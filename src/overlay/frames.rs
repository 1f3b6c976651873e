//! Raw frame transport to and from the transcoder.
//!
//! Decoding streams rgb24 frames over a pipe from one ffmpeg process;
//! encoding feeds mutated frames into a second ffmpeg process that also
//! muxes the original file's audio track back in.

use std::io::{Read, Write};
use std::path::Path;
use std::process::{Child, ChildStdin, ChildStdout, Command, Stdio};

use crate::errors::{MediaError, MediaResult};

/// Streams decoded rgb24 frames from a source file.
pub struct FrameDecoder {
    child: Child,
    stdout: ChildStdout,
}

impl FrameDecoder {
    pub fn spawn(source: &Path) -> MediaResult<Self> {
        let mut child = Command::new("ffmpeg")
            .args([
                "-v",
                "error",
                "-i",
                &source.display().to_string(),
                "-f",
                "rawvideo",
                "-pix_fmt",
                "rgb24",
                "pipe:1",
            ])
            .stdin(Stdio::null())
            .stdout(Stdio::piped())
            .stderr(Stdio::null())
            .spawn()
            .map_err(|e| MediaError::io("spawn ffmpeg decoder", e))?;

        let stdout = child
            .stdout
            .take()
            .ok_or_else(|| MediaError::tool_failure("ffmpeg", -1, "decoder stdout unavailable"))?;

        Ok(Self { child, stdout })
    }

    /// Read the next frame into `buf`. Returns `false` on clean end of
    /// stream; a truncated frame is a corruption signal.
    pub fn next_frame(&mut self, buf: &mut [u8]) -> MediaResult<bool> {
        let mut filled = 0;
        while filled < buf.len() {
            let n = self
                .stdout
                .read(&mut buf[filled..])
                .map_err(|e| MediaError::io("read decoded frame", e))?;
            if n == 0 {
                if filled == 0 {
                    return Ok(false);
                }
                return Err(MediaError::tool_failure(
                    "ffmpeg",
                    -1,
                    format!("truncated frame: {} of {} bytes", filled, buf.len()),
                ));
            }
            filled += n;
        }
        Ok(true)
    }

    /// Wait for the decoder to exit after the stream is drained.
    pub fn finish(mut self) -> MediaResult<()> {
        let status = self
            .child
            .wait()
            .map_err(|e| MediaError::io("wait for ffmpeg decoder", e))?;
        if !status.success() {
            return Err(MediaError::tool_failure(
                "ffmpeg",
                status.code().unwrap_or(-1),
                "decoder exited with failure",
            ));
        }
        Ok(())
    }
}

impl Drop for FrameDecoder {
    fn drop(&mut self) {
        let _ = self.child.kill();
        let _ = self.child.wait();
    }
}

/// Encodes rgb24 frames written to it, muxing audio from `original`.
pub struct FrameEncoder {
    child: Child,
    stdin: Option<ChildStdin>,
}

impl FrameEncoder {
    pub fn spawn(
        original: &Path,
        output: &Path,
        width: u32,
        height: u32,
        fps: f64,
        preset: &str,
    ) -> MediaResult<Self> {
        let mut child = Command::new("ffmpeg")
            .args([
                "-y",
                "-v",
                "error",
                "-f",
                "rawvideo",
                "-pix_fmt",
                "rgb24",
                "-s",
                &format!("{}x{}", width, height),
                "-r",
                &format!("{}", fps),
                "-i",
                "pipe:0",
                "-i",
                &original.display().to_string(),
                "-map",
                "0:v:0",
                "-map",
                "1:a:0?",
                "-c:v",
                "libx264",
                "-c:a",
                "aac",
                "-pix_fmt",
                "yuv420p",
                "-preset",
                preset,
                "-shortest",
                &output.display().to_string(),
            ])
            .stdin(Stdio::piped())
            .stdout(Stdio::null())
            .stderr(Stdio::null())
            .spawn()
            .map_err(|e| MediaError::io("spawn ffmpeg encoder", e))?;

        let stdin = child
            .stdin
            .take()
            .ok_or_else(|| MediaError::tool_failure("ffmpeg", -1, "encoder stdin unavailable"))?;

        Ok(Self {
            child,
            stdin: Some(stdin),
        })
    }

    pub fn write_frame(&mut self, buf: &[u8]) -> MediaResult<()> {
        if let Some(stdin) = self.stdin.as_mut() {
            stdin
                .write_all(buf)
                .map_err(|e| MediaError::io("write frame to encoder", e))?;
        }
        Ok(())
    }

    /// Close the input pipe and wait for the encode to complete.
    pub fn finish(mut self) -> MediaResult<()> {
        // Dropping stdin sends EOF so the encoder can flush and exit.
        self.stdin.take();
        let status = self
            .child
            .wait()
            .map_err(|e| MediaError::io("wait for ffmpeg encoder", e))?;
        if !status.success() {
            return Err(MediaError::tool_failure(
                "ffmpeg",
                status.code().unwrap_or(-1),
                "encoder exited with failure",
            ));
        }
        Ok(())
    }
}

impl Drop for FrameEncoder {
    fn drop(&mut self) {
        self.stdin.take();
        let _ = self.child.kill();
        let _ = self.child.wait();
    }
}
//! Time-bounded segment extraction.
//!
//! Cuts `[start, end)` out of a source file with ffmpeg. Stream copy is
//! the fast path (keyframe-aligned, no re-encode); frame-accurate mode
//! re-encodes so the cut lands exactly on the requested timestamps.
//! Several cuts from the same source can be joined back to back with
//! the concat demuxer.

use std::path::{Path, PathBuf};
use std::process::Command;

use crate::config::ExtractSettings;
use crate::errors::{MediaError, MediaResult};
use crate::models::ExtractMode;
use crate::probe;

/// Extract one segment from `source` into `out_dir`.
///
/// The source must decode cleanly; a failed decode check fails the
/// whole extraction with `CorruptSource` before any cutting starts.
/// `end` past the probed duration is clamped, a zero-or-negative window
/// is rejected.
pub fn extract_segment(
    source: &Path,
    start: f64,
    end: f64,
    settings: &ExtractSettings,
    out_dir: &Path,
) -> MediaResult<PathBuf> {
    probe::ensure_exists(source)?;
    probe::decode_check(source)?;

    if start < 0.0 || !start.is_finite() || !end.is_finite() {
        return Err(MediaError::invalid_source(format!(
            "segment bounds must be finite and non-negative: {}..{}",
            start, end
        )));
    }

    let duration = probe::probe_duration(source)?;
    let end = if end > duration {
        tracing::warn!(
            "Segment end {:.2}s past source duration {:.2}s, clamping",
            end,
            duration
        );
        duration
    } else {
        end
    };

    if start >= end {
        return Err(MediaError::invalid_source(format!(
            "empty segment window: {:.2}s..{:.2}s",
            start, end
        )));
    }

    let stem = source
        .file_stem()
        .and_then(|s| s.to_str())
        .unwrap_or("segment");
    let output = out_dir.join(format!("{}_cut_{:.0}_{:.0}.mp4", stem, start, end));

    let args = match settings.mode {
        ExtractMode::StreamCopy => copy_args(source, start, end, &output),
        ExtractMode::FrameAccurate => reencode_args(source, start, end, &settings.preset, &output),
    };
    tracing::debug!("Running ffmpeg: {}", args.join(" "));

    let result = Command::new("ffmpeg")
        .args(&args)
        .output()
        .map_err(|e| MediaError::io("run ffmpeg", e))?;

    if !result.status.success() {
        let stderr = String::from_utf8_lossy(&result.stderr);
        if output.exists() {
            if let Err(e) = std::fs::remove_file(&output) {
                tracing::warn!("Failed to remove partial {}: {}", output.display(), e);
            }
        }
        return Err(MediaError::tool_failure(
            "ffmpeg",
            result.status.code().unwrap_or(-1),
            stderr
                .lines()
                .rev()
                .find(|l| !l.trim().is_empty())
                .unwrap_or("extraction failed")
                .to_string(),
        ));
    }

    Ok(output)
}

/// Join segments back to back into one file.
///
/// All segments must come from the same extraction run (identical
/// codecs), so the concat demuxer can stream-copy. A single segment
/// passes through untouched.
pub fn concat_segments(segments: &[PathBuf], out_dir: &Path) -> MediaResult<PathBuf> {
    let first = segments
        .first()
        .ok_or_else(|| MediaError::invalid_source("no segments to concatenate"))?;
    if segments.len() == 1 {
        return Ok(first.clone());
    }
    for segment in segments {
        probe::ensure_exists(segment)?;
    }

    let list_path = out_dir.join("concat_list.txt");
    std::fs::write(&list_path, concat_list(segments))
        .map_err(|e| MediaError::io("write concat list", e))?;

    let output = out_dir.join("joined.mp4");
    let args = concat_args(&list_path, &output);
    tracing::debug!("Running ffmpeg: {}", args.join(" "));

    let result = Command::new("ffmpeg")
        .args(&args)
        .output()
        .map_err(|e| MediaError::io("run ffmpeg", e))?;

    if !result.status.success() {
        let stderr = String::from_utf8_lossy(&result.stderr);
        if output.exists() {
            if let Err(e) = std::fs::remove_file(&output) {
                tracing::warn!("Failed to remove partial {}: {}", output.display(), e);
            }
        }
        return Err(MediaError::tool_failure(
            "ffmpeg",
            result.status.code().unwrap_or(-1),
            stderr
                .lines()
                .rev()
                .find(|l| !l.trim().is_empty())
                .unwrap_or("concatenation failed")
                .to_string(),
        ));
    }

    Ok(output)
}

/// Fast seek plus stream copy. The seek before `-i` snaps to the
/// nearest preceding keyframe.
fn copy_args(source: &Path, start: f64, end: f64, output: &Path) -> Vec<String> {
    vec![
        "-y".to_string(),
        "-ss".to_string(),
        format_ts(start),
        "-i".to_string(),
        source.display().to_string(),
        "-t".to_string(),
        format_ts(end - start),
        "-c".to_string(),
        "copy".to_string(),
        output.display().to_string(),
    ]
}

/// Re-encode for an exact cut on non-keyframe boundaries.
fn reencode_args(source: &Path, start: f64, end: f64, preset: &str, output: &Path) -> Vec<String> {
    vec![
        "-y".to_string(),
        "-ss".to_string(),
        format_ts(start),
        "-i".to_string(),
        source.display().to_string(),
        "-t".to_string(),
        format_ts(end - start),
        "-c:v".to_string(),
        "libx264".to_string(),
        "-c:a".to_string(),
        "aac".to_string(),
        "-preset".to_string(),
        preset.to_string(),
        output.display().to_string(),
    ]
}

/// Concat demuxer input list. Paths sit inside single quotes; embedded
/// quotes use the shell-style `'\''` escape the demuxer expects.
fn concat_list(segments: &[PathBuf]) -> String {
    segments
        .iter()
        .map(|p| {
            format!(
                "file '{}'\n",
                p.display().to_string().replace('\'', "'\\''")
            )
        })
        .collect()
}

fn concat_args(list: &Path, output: &Path) -> Vec<String> {
    vec![
        "-y".to_string(),
        "-f".to_string(),
        "concat".to_string(),
        "-safe".to_string(),
        "0".to_string(),
        "-i".to_string(),
        list.display().to_string(),
        "-c".to_string(),
        "copy".to_string(),
        output.display().to_string(),
    ]
}

fn format_ts(seconds: f64) -> String {
    format!("{:.3}", seconds)
}
//! Error types for playback sessions

use thiserror::Error;

/// Session errors
#[derive(Debug, Error)]
pub enum SessionError {
    /// Playlist has no tracks
    #[error("Playlist is empty")]
    EmptyPlaylist,

    /// Caller supplied an index outside the playlist
    #[error("Index {index} out of bounds for playlist of {len} tracks")]
    IndexOutOfBounds { index: usize, len: usize },

    /// Track id could not be turned into a playable resource
    #[error("Failed to resolve track {track_id}: {reason}")]
    Resolution { track_id: String, reason: String },

    /// Audio device rejected a command
    #[error("Device error: {0}")]
    Device(String),

    /// Playback rate must be finite and positive
    #[error("Invalid playback speed: {0}")]
    InvalidSpeed(f32),

    /// Seek ratio was not a number
    #[error("Invalid seek ratio: {0}")]
    InvalidSeekRatio(f64),

    /// The session driver is no longer running
    #[error("Session closed")]
    Closed,
}

impl SessionError {
    /// Create a device error
    pub fn device(msg: impl Into<String>) -> Self {
        Self::Device(msg.into())
    }

    /// Create a resolution error
    pub fn resolution(track_id: impl Into<String>, reason: impl Into<String>) -> Self {
        Self::Resolution {
            track_id: track_id.into(),
            reason: reason.into(),
        }
    }
}

/// Result type for session operations
pub type Result<T> = std::result::Result<T, SessionError>;
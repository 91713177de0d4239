/// CLI error types
use cadence_session::SessionError;
use std::path::PathBuf;
use thiserror::Error;

pub type Result<T> = std::result::Result<T, CliError>;

#[derive(Debug, Error)]
pub enum CliError {
    #[error("Configuration error: {0}")]
    Config(String),

    #[error("Cannot read playlist {path:?}: {reason}")]
    Playlist { path: PathBuf, reason: String },

    #[error("Unknown command: {0} (try `help`)")]
    UnknownCommand(String),

    #[error("Invalid argument for `{command}`: {reason}")]
    InvalidArgument { command: String, reason: String },

    #[error("Session error: {0}")]
    Session(#[from] SessionError),

    #[error("IO error: {0}")]
    Io(#[from] std::io::Error),
}

impl From<config::ConfigError> for CliError {
    fn from(err: config::ConfigError) -> Self {
        CliError::Config(err.to_string())
    }
}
::::
ACTION ITEM:
Of the entries above, repeat exactly the lines between the line with "impl Drop for FrameEncoder" and the line with "if start >= end", inclusive, and no others.

SOLUTION BELOW:
impl Drop for FrameEncoder {
    fn drop(&mut self) {
        self.stdin.take();
        let _ = self.child.kill();
        let _ = self.child.wait();
    }
}
//! Time-bounded segment extraction.
//!
//! Cuts `[start, end)` out of a source file with ffmpeg. Stream copy is
//! the fast path (keyframe-aligned, no re-encode); frame-accurate mode
//! re-encodes so the cut lands exactly on the requested timestamps.
//! Several cuts from the same source can be joined back to back with
//! the concat demuxer.

use std::path::{Path, PathBuf};
use std::process::Command;

use crate::config::ExtractSettings;
use crate::errors::{MediaError, MediaResult};
use crate::models::ExtractMode;
use crate::probe;

/// Extract one segment from `source` into `out_dir`.
///
/// The source must decode cleanly; a failed decode check fails the
/// whole extraction with `CorruptSource` before any cutting starts.
/// `end` past the probed duration is clamped, a zero-or-negative window
/// is rejected.
pub fn extract_segment(
    source: &Path,
    start: f64,
    end: f64,
    settings: &ExtractSettings,
    out_dir: &Path,
) -> MediaResult<PathBuf> {
    probe::ensure_exists(source)?;
    probe::decode_check(source)?;

    if start < 0.0 || !start.is_finite() || !end.is_finite() {
        return Err(MediaError::invalid_source(format!(
            "segment bounds must be finite and non-negative: {}..{}",
            start, end
        )));
    }

    let duration = probe::probe_duration(source)?;
    let end = if end > duration {
        tracing::warn!(
            "Segment end {:.2}s past source duration {:.2}s, clamping",
            end,
            duration
        );
        duration
    } else {
        end
    };

    if start >= end {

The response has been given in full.